▶ **PROBLEM TO SOLVE**: All lines from the first line of the material up to and including the line with "Self::new(BusDeviceErrorKind::Unknown, message)" must be copied exactly, and no others.

*** Opening DATA IN THIS EXERCISE ***

//! # Lumo Bus Layer
//!
//! 舵机串口总线抽象层，提供统一的总线接口。
//!
//! - [`ServoBus`]: 总线能力接口（连接 / 断开 / 同步读写 / 扭矩使能）
//! - [`BusFactory`]: 按端口和角色构造总线实例（纯构造，不做 IO）
//! - `feetech`: Feetech STS 真实串口驱动（feature `serial`）
//! - `mock`: 确定性的测试替身（feature `mock`）

use lumo_protocol::{ArmRole, JointArray, JointName, ProtocolError, Register};
use std::fmt;
use thiserror::Error;

#[cfg(feature = "serial")]
pub mod feetech;

#[cfg(feature = "serial")]
pub use feetech::{FeetechBus, FeetechBusFactory};

#[cfg(feature = "mock")]
pub mod mock;

/// 总线层统一错误类型
#[derive(Error, Debug)]
pub enum BusError {
    #[error("IO Error: {0}")]
    Io(#[from] std::io::Error),
    #[cfg(feature = "serial")]
    #[error("Serial Error: {0}")]
    Serial(serialport::Error),
    #[error("Device Error: {0}")]
    Device(#[from] BusDeviceError),
    #[error("Protocol Error: {0}")]
    Protocol(#[from] ProtocolError),
    #[error("Read timeout")]
    Timeout,
    #[error("Bus not connected")]
    NotConnected,
    #[error("Register {0} is read-only")]
    ReadOnly(Register),
    #[error("Missing calibration for joints: {0:?}")]
    MissingCalibration(Vec<JointName>),
}

/// 设备错误的结构化分类
#[derive(Debug, Clone, Copy, PartialEq, Eq)]
pub enum BusDeviceErrorKind {
    Unknown,
    NotFound,
    AccessDenied,
    Busy,
    NoResponse,
    Backend,
}

/// 结构化设备错误
#[derive(Error, Debug, Clone)]
#[error("{kind:?}: {message}")]
pub struct BusDeviceError {
    pub kind: BusDeviceErrorKind,
    pub message: String,
}

impl BusDeviceError {
    pub fn new(kind: BusDeviceErrorKind, message: impl Into<String>) -> Self {
        Self {
            kind,
            message: message.into(),
        }
    }

    /// 设备不存在或无权限（串口被拔出 / 被其他进程占用）
    pub fn is_fatal(&self) -> bool {
        matches!(
            self.kind,
            BusDeviceErrorKind::NotFound | BusDeviceErrorKind::AccessDenied
        )
    }
}

impl From<&str> for BusDeviceError {
    fn from(message: &str) -> Self {
        Self::new(BusDeviceErrorKind::Unknown, message)
    }
}

/// 舵机总线能力接口
///
/// 真实驱动和测试替身都实现此 trait。
///
/// # 约束
///
/// - `connect` 不得写任何寄存器、不得改变扭矩状态
/// - `disconnect(false)` 不得改变扭矩状态
/// - `sync_read` 只读
pub trait ServoBus: Send {
    /// 打开链路；`handshake` 为 true 时确认所有舵机在线
    fn connect(&mut self, handshake: bool) -> Result<(), BusError>;

    /// 释放链路
    fn disconnect(&mut self, disable_torque: bool) -> Result<(), BusError>;

    /// 同步读取所有关节的同一寄存器
    ///
    /// 某个舵机未应答时对应关节为 `None`。
    fn sync_read(&mut self, register: Register) -> Result<JointArray<Option<f64>>, BusError>;

    /// 同步写入所有关节的同一寄存器
    fn sync_write(&mut self, register: Register, values: &JointArray<f64>) -> Result<(), BusError>;

    /// 使能扭矩：舵机开始跟踪最后一次写入的 `Goal_Position`
    fn enable_torque(&mut self) -> Result<(), BusError>;

    fn is_connected(&self) -> bool;
}

impl fmt::Debug for dyn ServoBus {
    fn fmt(&self, f: &mut fmt::Formatter<'_>) -> fmt::Result {
        f.debug_struct("ServoBus")
            .field("connected", &self.is_connected())
            .finish()
    }
}

/// 总线工厂
///
/// 只负责构造，不做任何 IO；连接由监视器线程调用 `connect` 完成。
pub trait BusFactory: Send + Sync {
    fn create(&self, port: &str, role: ArmRole) -> Box<dyn ServoBus>;
}

impl<F> BusFactory for F
where
    F: Fn(&str, ArmRole) -> Box<dyn ServoBus> + Send + Sync,
{
    fn create(&self, port: &str, role: ArmRole) -> Box<dyn ServoBus> {
        self(port, role)
    }
}
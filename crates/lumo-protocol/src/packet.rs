//! 指令包构建与状态包解析
//!
//! 包格式：
//!
//! ```text
//! 指令包: FF FF | ID | LEN | INSTR | P1..Pn | CHK
//! 状态包: FF FF | ID | LEN | ERR   | P1..Pn | CHK
//! LEN = n + 2, CHK = !(ID + LEN + INSTR/ERR + ΣP)
//! ```

use crate::ProtocolError;
use crate::register::Register;
use num_enum::{IntoPrimitive, TryFromPrimitive};

/// 包头
pub const HEADER: [u8; 2] = [0xFF, 0xFF];

/// 广播地址（SYNC_READ / SYNC_WRITE 使用）
pub const BROADCAST_ID: u8 = 0xFE;

/// 固件允许的最大包长
pub const MAX_PACKET_LEN: usize = 250;

/// 状态包中被视为故障的错误位（电压 / 角度 / 过热 / 过流 / 过载）
pub const ERROR_MASK: u8 = 0b0010_1111;

/// 指令码
#[derive(Debug, Clone, Copy, PartialEq, Eq, IntoPrimitive, TryFromPrimitive)]
#[repr(u8)]
pub enum Instruction {
    Ping = 0x01,
    Read = 0x02,
    Write = 0x03,
    SyncRead = 0x82,
    SyncWrite = 0x83,
}

/// 计算校验和（不含包头）
pub fn checksum(body: &[u8]) -> u8 {
    !body.iter().fold(0u8, |acc, b| acc.wrapping_add(*b))
}

/// 构建指令包
pub fn encode_instruction(
    id: u8,
    instruction: Instruction,
    params: &[u8],
) -> Result<Vec<u8>, ProtocolError> {
    let total = params.len() + 6;
    if total > MAX_PACKET_LEN {
        return Err(ProtocolError::PacketTooLong(total));
    }

    let mut packet = Vec::with_capacity(total);
    packet.extend_from_slice(&HEADER);
    packet.push(id);
    packet.push((params.len() + 2) as u8);
    packet.push(instruction.into());
    packet.extend_from_slice(params);
    packet.push(checksum(&packet[2..]));
    Ok(packet)
}

/// PING 单个舵机（握手用）
pub fn ping(id: u8) -> Vec<u8> {
    // 无参数，长度固定 6 字节，不会超长
    let mut packet = vec![HEADER[0], HEADER[1], id, 2, Instruction::Ping.into()];
    packet.push(checksum(&packet[2..]));
    packet
}

/// SYNC_READ：一次请求读取多个舵机的同一寄存器
///
/// 每个舵机按 `ids` 顺序各回一个状态包。
pub fn sync_read(register: Register, ids: &[u8]) -> Result<Vec<u8>, ProtocolError> {
    let mut params = Vec::with_capacity(ids.len() + 2);
    params.push(register.address());
    params.push(register.size());
    params.extend_from_slice(ids);
    encode_instruction(BROADCAST_ID, Instruction::SyncRead, &params)
}

/// SYNC_WRITE：一次写入多个舵机的同一寄存器（无应答）
pub fn sync_write(register: Register, values: &[(u8, u16)]) -> Result<Vec<u8>, ProtocolError> {
    let mut params = Vec::with_capacity(values.len() * (register.size() as usize + 1) + 2);
    params.push(register.address());
    params.push(register.size());
    for (id, value) in values {
        params.push(*id);
        params.extend_from_slice(&register.encode(*value));
    }
    encode_instruction(BROADCAST_ID, Instruction::SyncWrite, &params)
}

/// 舵机状态包
#[derive(Debug, Clone, PartialEq, Eq)]
pub struct StatusPacket {
    pub id: u8,
    pub error: u8,
    pub params: Vec<u8>,
}

impl StatusPacket {
    /// 状态包头长度（FF FF ID LEN）
    pub const HEADER_LEN: usize = 4;

    /// 根据 4 字节包头计算剩余需要读取的字节数
    pub fn remaining_len(header: &[u8; 4]) -> Result<usize, ProtocolError> {
        if header[..2] != HEADER {
            return Err(ProtocolError::InvalidHeader([header[0], header[1]]));
        }
        let len = header[3] as usize;
        if len < 2 {
            return Err(ProtocolError::InvalidLength {
                expected: 2,
                actual: len,
            });
        }
        Ok(len)
    }

    /// 解析完整状态包（含包头）
    pub fn decode(frame: &[u8]) -> Result<Self, ProtocolError> {
        if frame.len() < 6 {
            return Err(ProtocolError::InvalidLength {
                expected: 6,
                actual: frame.len(),
            });
        }
        let header = [frame[0], frame[1], frame[2], frame[3]];
        let len = Self::remaining_len(&header)?;
        if frame.len() != Self::HEADER_LEN + len {
            return Err(ProtocolError::InvalidLength {
                expected: Self::HEADER_LEN + len,
                actual: frame.len(),
            });
        }

        let (body, chk) = frame[2..].split_at(frame.len() - 3);
        let expected = checksum(body);
        if expected != chk[0] {
            return Err(ProtocolError::ChecksumMismatch {
                expected,
                actual: chk[0],
            });
        }

        Ok(Self {
            id: frame[2],
            error: frame[4],
            params: frame[5..frame.len() - 1].to_vec(),
        })
    }

    /// 错误位检查
    pub fn check(&self) -> Result<(), ProtocolError> {
        if self.error & ERROR_MASK != 0 {
            return Err(ProtocolError::ServoStatus {
                id: self.id,
                status: self.error,
            });
        }
        Ok(())
    }
}

#[cfg(test)]
mod tests {
    use super::*;

    fn status_frame(id: u8, error: u8, params: &[u8]) -> Vec<u8> {
        let mut frame = vec![0xFF, 0xFF, id, (params.len() + 2) as u8, error];
        frame.extend_from_slice(params);
        frame.push(checksum(&frame[2..]));
        frame
    }

    #[test]
    fn test_ping_packet() {
        // 参考 Feetech 文档示例：PING ID 1 -> FF FF 01 02 01 FB
        assert_eq!(ping(1), vec![0xFF, 0xFF, 0x01, 0x02, 0x01, 0xFB]);
    }

    #[test]
    fn test_sync_read_packet_layout() {
        let packet = sync_read(Register::PresentPosition, &[1, 2, 3]).unwrap();
        assert_eq!(&packet[..5], &[0xFF, 0xFF, BROADCAST_ID, 7, 0x82]);
        assert_eq!(&packet[5..10], &[56, 2, 1, 2, 3]);
        assert_eq!(*packet.last().unwrap(), checksum(&packet[2..packet.len() - 1]));
    }

    #[test]
    fn test_sync_write_packet_layout() {
        let packet = sync_write(Register::GoalPosition, &[(1, 2048), (2, 1000)]).unwrap();
        // addr, size, id1, lo, hi, id2, lo, hi
        assert_eq!(&packet[5..13], &[42, 2, 1, 0x00, 0x08, 2, 0xE8, 0x03]);
        assert_eq!(packet[3] as usize, 8 + 2);
    }

    #[test]
    fn test_packet_too_long_rejected() {
        let params = vec![0u8; MAX_PACKET_LEN];
        assert!(matches!(
            encode_instruction(1, Instruction::Write, &params),
            Err(ProtocolError::PacketTooLong(_))
        ));
    }

    #[test]
    fn test_status_decode() {
        let frame = status_frame(3, 0, &[0x00, 0x08]);
        let status = StatusPacket::decode(&frame).unwrap();
        assert_eq!(status.id, 3);
        assert_eq!(status.params, vec![0x00, 0x08]);
        assert!(status.check().is_ok());
    }

    #[test]
    fn test_status_decode_checksum_mismatch() {
        let mut frame = status_frame(3, 0, &[0x00, 0x08]);
        let last = frame.len() - 1;
        frame[last] ^= 0xFF;
        assert!(matches!(
            StatusPacket::decode(&frame),
            Err(ProtocolError::ChecksumMismatch { .. })
        ));
    }

    #[test]
    fn test_status_error_bits() {
        let frame = status_frame(5, 0b0000_0100, &[]);
        let status = StatusPacket::decode(&frame).unwrap();
        assert!(matches!(
            status.check(),
            Err(ProtocolError::ServoStatus { id: 5, .. })
        ));
    }

    #[test]
    fn test_instruction_conversion() {
        assert_eq!(Instruction::try_from(0x83).unwrap(), Instruction::SyncWrite);
        assert!(Instruction::try_from(0x42).is_err());
    }
}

*** Closing DATA IN THIS EXERCISE ***

▶ **RESULT FOR THIS EXERCISE**:
//! # Lumo Bus Layer
//!
//! 舵机串口总线抽象层，提供统一的总线接口。
//!
//! - [`ServoBus`]: 总线能力接口（连接 / 断开 / 同步读写 / 扭矩使能）
//! - [`BusFactory`]: 按端口和角色构造总线实例（纯构造，不做 IO）
//! - `feetech`: Feetech STS 真实串口驱动（feature `serial`）
//! - `mock`: 确定性的测试替身（feature `mock`）

use lumo_protocol::{ArmRole, JointArray, JointName, ProtocolError, Register};
use std::fmt;
use thiserror::Error;

#[cfg(feature = "serial")]
pub mod feetech;

#[cfg(feature = "serial")]
pub use feetech::{FeetechBus, FeetechBusFactory};

#[cfg(feature = "mock")]
pub mod mock;

/// 总线层统一错误类型
#[derive(Error, Debug)]
pub enum BusError {
    #[error("IO Error: {0}")]
    Io(#[from] std::io::Error),
    #[cfg(feature = "serial")]
    #[error("Serial Error: {0}")]
    Serial(serialport::Error),
    #[error("Device Error: {0}")]
    Device(#[from] BusDeviceError),
    #[error("Protocol Error: {0}")]
    Protocol(#[from] ProtocolError),
    #[error("Read timeout")]
    Timeout,
    #[error("Bus not connected")]
    NotConnected,
    #[error("Register {0} is read-only")]
    ReadOnly(Register),
    #[error("Missing calibration for joints: {0:?}")]
    MissingCalibration(Vec<JointName>),
}

/// 设备错误的结构化分类
#[derive(Debug, Clone, Copy, PartialEq, Eq)]
pub enum BusDeviceErrorKind {
    Unknown,
    NotFound,
    AccessDenied,
    Busy,
    NoResponse,
    Backend,
}

/// 结构化设备错误
#[derive(Error, Debug, Clone)]
#[error("{kind:?}: {message}")]
pub struct BusDeviceError {
    pub kind: BusDeviceErrorKind,
    pub message: String,
}

impl BusDeviceError {
    pub fn new(kind: BusDeviceErrorKind, message: impl Into<String>) -> Self {
        Self {
            kind,
            message: message.into(),
        }
    }

    /// 设备不存在或无权限（串口被拔出 / 被其他进程占用）
    pub fn is_fatal(&self) -> bool {
        matches!(
            self.kind,
            BusDeviceErrorKind::NotFound | BusDeviceErrorKind::AccessDenied
        )
    }
}

impl From<&str> for BusDeviceError {
    fn from(message: &str) -> Self {
        Self::new(BusDeviceErrorKind::Unknown, message)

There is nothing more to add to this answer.